Saved entries:
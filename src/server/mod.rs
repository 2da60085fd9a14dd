//! Tokio-based WebSocket server for a [`Bridge`].
//!
//! `BridgeServer` accepts TCP connections, upgrades each one to a WebSocket
//! and hands it to the bridge. The server carries a typestate `S` indicating
//! whether it is [`Unbound`] or [`Bound`]; only bound servers can run.

use std::sync::Arc;

use tokio::{net::TcpListener, sync::oneshot};

use crate::Bridge;

/// WebSocket server driving one [`Bridge`].
///
/// ```no_run
/// use std::net::SocketAddr;
///
/// use wirebridge::{Bridge, server::BridgeServer};
///
/// # #[tokio::main]
/// # async fn main() -> Result<(), wirebridge::server::ServerError> {
/// let addr: SocketAddr = "127.0.0.1:34987".parse().expect("valid address");
/// BridgeServer::new(Bridge::builder().build())
///     .bind(addr)?
///     .run()
///     .await
/// # }
/// ```
pub struct BridgeServer<S = Unbound>
where
    S: ServerState,
{
    pub(crate) bridge: Bridge,
    /// Notified once the accept loop is running. Single use; supply a new
    /// sender for every run.
    pub(crate) ready_tx: Option<oneshot::Sender<()>>,
    pub(crate) backoff_config: BackoffConfig,
    pub(crate) state: S,
}

/// Marker indicating the server has not yet bound a listener.
#[derive(Debug, Clone, Copy, Default)]
pub struct Unbound;

/// Marker indicating the server is bound to a TCP listener.
#[derive(Debug, Clone)]
pub struct Bound {
    pub(crate) listener: Arc<TcpListener>,
}

/// Trait implemented by [`Unbound`] and [`Bound`] to model binding typestate.
pub trait ServerState: sealed::Sealed {}

mod sealed {
    //! Prevent external implementations of [`ServerState`].

    pub trait Sealed {}
    impl Sealed for super::Unbound {}
    impl Sealed for super::Bound {}
}

impl ServerState for Unbound {}
impl ServerState for Bound {}

impl BridgeServer<Unbound> {
    /// Create a server for `bridge`. Call [`bind`](Self::bind) before running.
    #[must_use]
    pub fn new(bridge: Bridge) -> Self {
        Self {
            bridge,
            ready_tx: None,
            backoff_config: BackoffConfig::default(),
            state: Unbound,
        }
    }
}

impl<S: ServerState> BridgeServer<S> {
    /// Register a channel notified once the server starts accepting.
    #[must_use]
    pub fn ready_signal(mut self, tx: oneshot::Sender<()>) -> Self {
        self.ready_tx = Some(tx);
        self
    }

    /// Configure the accept-error back-off. Values are normalised.
    #[must_use]
    pub fn backoff(mut self, config: BackoffConfig) -> Self {
        self.backoff_config = config.normalized();
        self
    }

    /// The bridge served by this server.
    #[must_use]
    pub fn bridge(&self) -> &Bridge { &self.bridge }
}

mod binding;
mod connection;
pub mod error;
mod runtime;

pub use error::ServerError;
/// Re-exported configuration types for server backoff behavior.
pub use runtime::BackoffConfig;

#[cfg(test)]
pub(crate) mod test_util;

_PROBLEM TO WORK ON:_ Go through the records and gather the lines that hold "derive".

_RESPONSE TO THE TASK:_
#[derive(Debug, Clone, Copy, Default)]
#[derive(Debug, Clone)]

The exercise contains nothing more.